Depuis l’arrêt officiel d’Universal Analytics (UA) en juillet 2023, Google Analytics 4 (GA4) est devenu la solution par défaut pour la mesure d’audience web. Pourtant, ces deux versions n’ont pas grand-chose en commun, que ce soit dans la façon de collecter les données, de les structurer, ou de les interpréter.
Modèle de données : une approche événementielle avec GA4
La différence la plus marquante entre GA4 et Universal Analytics réside dans la façon dont les données sont enregistrées.
Universal Analytics repose sur une logique de sessions, où chaque visite est découpée en interactions (pages vues, transactions, etc.) regroupées dans un laps de temps défini. C’est une méthode centrée sur le site web.
Google Analytics 4, lui, repose entièrement sur les événements. Chaque action (clic, chargement de page, scroll, téléchargement…) est traitée individuellement, sans dépendre d’une session. Ce fonctionnement permet de mieux suivre le comportement des utilisateurs sur plusieurs supports (ordinateur, mobile, application).
Exemple : Une vidéo lancée est un simple événement dans GA4, alors qu’elle nécessitait une configuration spécifique dans UA.
Suivi multiplateforme : unification des données web et mobile
UA distingue les propriétés web des propriétés applicatives, ce qui oblige à analyser séparément les données issues d’un site et d’une application.
GA4 fusionne les sources en une seule propriété, permettant un suivi transversal des utilisateurs, qu’ils interagissent via un navigateur, une app iOS ou Android.
Cela facilite la reconstitution du parcours global, surtout dans des contextes où l’utilisateur passe fréquemment d’un canal à l’autre.
Indicateurs disponibles : des métriques repensées
Certaines métriques ont été retirées, renommées ou redéfinies dans GA4.
- Le taux de rebond tel qu’on le connaissait dans UA a été remplacé par le taux d’engagement, basé sur la durée et les interactions.
- Les pages vues uniques ne sont plus disponibles telles quelles.
- Le temps moyen passé sur une page a été supprimé au profit de mesures d’engagement plus granulaires (scroll, clics, conversions).
Cette refonte vise à mieux refléter l’implication réelle des visiteurs, plutôt que de se baser sur des critères souvent trompeurs.
Paramétrage et personnalisation : GA4 plus flexible mais moins intuitif
Universal Analytics proposait une interface simple à configurer, notamment pour les objectifs de conversion.
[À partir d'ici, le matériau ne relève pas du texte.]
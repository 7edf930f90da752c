use std::fs;
use std::io::ErrorKind;
#[cfg(unix)]
use std::os::unix::fs::DirBuilderExt;
#[cfg(unix)]
use std::os::unix::fs::PermissionsExt;
use std::path::Path;
use std::path::PathBuf;

use tracing::debug;
use tracing::info;
use tracing::warn;

use crate::error::GatewayErr;
use crate::error::Result;
use crate::identity::UserIdentity;

/// Name of the scratch directory inside each workspace; it becomes the
/// agent's TMPDIR so temp files never land in the shared /tmp.
pub const SCRATCH_DIR: &str = "tmp";

/// Owns the per-user workspace trees under a single root.
///
/// Every workspace is `<root>/<identity>` with owner-only permissions; the
/// root itself is world-readable so unprivileged health checks can stat it.
#[derive(Debug)]
pub struct WorkspaceManager {
    root: PathBuf,
}

impl WorkspaceManager {
    /// Creates the root directory (mode `0o755`) if it does not exist yet.
    pub fn new(root: impl Into<PathBuf>) -> Result<Self> {
        let root = root.into();
        let created = !root.exists();
        let mut builder = fs::DirBuilder::new();
        builder.recursive(true);
        #[cfg(unix)]
        {
            builder.mode(0o755);
        }
        builder.create(&root)?;
        // The builder mode is umask-attenuated; pin the advertised mode on
        // the directories this call actually created.
        #[cfg(unix)]
        if created {
            fs::set_permissions(&root, fs::Permissions::from_mode(0o755))?;
        }
        Ok(Self { root })
    }

    pub fn root(&self) -> &Path {
        &self.root
    }

    /// Creates (or revalidates) the workspace for `user` and returns its
    /// path. The directory and its scratch subdirectory are owner-only;
    /// anything looser is a security failure, not something to repair.
    pub fn ensure(&self, user: &UserIdentity) -> Result<PathBuf> {
        validate_identity_component(user.as_str())?;
        let workspace = self.root.join(user.as_str());
        create_private_dir(&workspace)?;
        create_private_dir(&workspace.join(SCRATCH_DIR))?;
        debug!("workspace secured: {}", workspace.display());
        Ok(workspace)
    }

    /// Read-only accessor; does not touch the filesystem.
    pub fn get(&self, user: &UserIdentity) -> PathBuf {
        self.root.join(user.as_str())
    }

    /// Recursively removes the user's workspace. Destructive and
    /// irreversible, hence the explicit confirmation.
    pub fn destroy(&self, user: &UserIdentity, confirm: bool) -> Result<()> {
        if !confirm {
            return Err(GatewayErr::Config(
                "workspace destruction requires confirm=true".to_string(),
            ));
        }
        validate_identity_component(user.as_str())?;
        let workspace = self.root.join(user.as_str());
        match fs::remove_dir_all(&workspace) {
            Ok(()) => {
                info!("workspace deleted: {}", workspace.display());
                Ok(())
            }
            Err(err) if err.kind() == ErrorKind::NotFound => {
                warn!("workspace not found: {}", workspace.display());
                Ok(())
            }
            Err(err) => Err(err.into()),
        }
    }
}

/// Rejects identities that could escape the workspaces root when joined
/// onto it. Derived identities are pure hex, so this only fires for raw
/// strings arriving from administrative surfaces.
pub(crate) fn validate_identity_component(user: &str) -> Result<()> {
    if user.is_empty() || user.contains('/') || user.contains("..") {
        return Err(GatewayErr::Security(format!(
            "invalid user identity: {user:?}"
        )));
    }
    Ok(())
}

/// Creates `path` with mode `0o700` (if absent) and verifies that no
/// group/world bits are set afterwards.
pub(crate) fn create_private_dir(path: &Path) -> Result<()> {
    let mut builder = fs::DirBuilder::new();
    #[cfg(unix)]
    {
        builder.mode(0o700);
    }
    match builder.create(path) {
        Ok(()) => {}
        Err(err) if err.kind() == ErrorKind::AlreadyExists => {}
        Err(err) => return Err(err.into()),
    }
    assert_owner_only(path)
}

/// Fails with a security error if `path` is readable or writable by group
/// or world. Permissions are checked after creation rather than repaired:
/// a loose mode means something else touched the tree.
pub(crate) fn assert_owner_only(path: &Path) -> Result<()> {
    #[cfg(unix)]
    {
        let mode = fs::metadata(path)?.permissions().mode();
        if mode & 0o077 != 0 {
            return Err(GatewayErr::Security(format!(
                "{} has insecure permissions {:o}",
                path.display(),
                mode & 0o7777
            )));
        }
    }
    Ok(())
}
Quelques clics suffisaient pour mesurer une action comme l’envoi d’un formulaire.
GA4 exige une configuration plus technique. Les conversions doivent être définies à partir d’événements. Cela permet une meilleure précision, mais nécessite de maîtriser les outils comme Google Tag Manager ou les balises personnalisées.
Les rapports par défaut sont également réduits. Il faut souvent créer ses propres tableaux pour obtenir les données souhaitées. Cela donne plus de liberté, mais demande aussi plus de temps d’apprentissage.
Vie privée et données personnelles : GA4 mieux aligné avec les attentes actuelles
Avec l’évolution des régulations comme le RGPD, les pratiques de collecte de données doivent s’adapter.
GA4 introduit une gestion plus fine du consentement, une meilleure anonymisation des adresses IP et un contrôle plus poussé sur la conservation des données.
De plus, le stockage des données utilisateurs est limité à 14 mois maximum par défaut, contre 26 mois dans UA. Ces changements répondent aux exigences réglementaires croissantes en matière de confidentialité.
Attribution des conversions : une méthode basée sur les données
Dans Universal Analytics, le modèle d’attribution par défaut était basé sur le dernier clic non direct, ce qui faussait souvent l’interprétation des performances.
GA4 intègre un modèle d’attribution basé sur les données, alimenté par le machine learning. Il tient compte de l’ensemble du parcours, y compris des points de contact intermédiaires, pour mieux répartir la valeur des conversions.
Cela permet une lecture plus juste des canaux qui contribuent à la conversion, que ce soit le SEO, le display, ou les réseaux sociaux.
Interface utilisateur : une logique totalement repensée
La structure de navigation dans GA4 est radicalement différente. Les rapports ne sont plus organisés en catégories standards (Audience, Acquisition, Comportement…), mais regroupés selon le cycle de vie utilisateur : acquisition, engagement, monétisation, fidélisation.
Par conséquent, les utilisateurs habitués à UA doivent réapprendre à naviguer dans les menus pour retrouver les informations. Ce changement de logique demande une période d’adaptation, notamment pour les professionnels du marketing.
Exportation et interfaçage : GA4 mis sur BigQuery par défaut
L’accès aux données brutes était payant dans Universal Analytics (sauf pour les comptes 360).
GA4 permet à tous les utilisateurs de connecter gratuitement leur propriété à BigQuery, pour extraire les données sans limite de volume et effectuer des requêtes personnalisées.
Cette évolution est importante pour les entreprises qui souhaitent automatiser des rapports ou croiser GA4 avec d’autres sources (CRM, e-commerce, ERP…).
A LIRE AUSSI Comment obtenir la certification Google Analytics 4 étape par étape ?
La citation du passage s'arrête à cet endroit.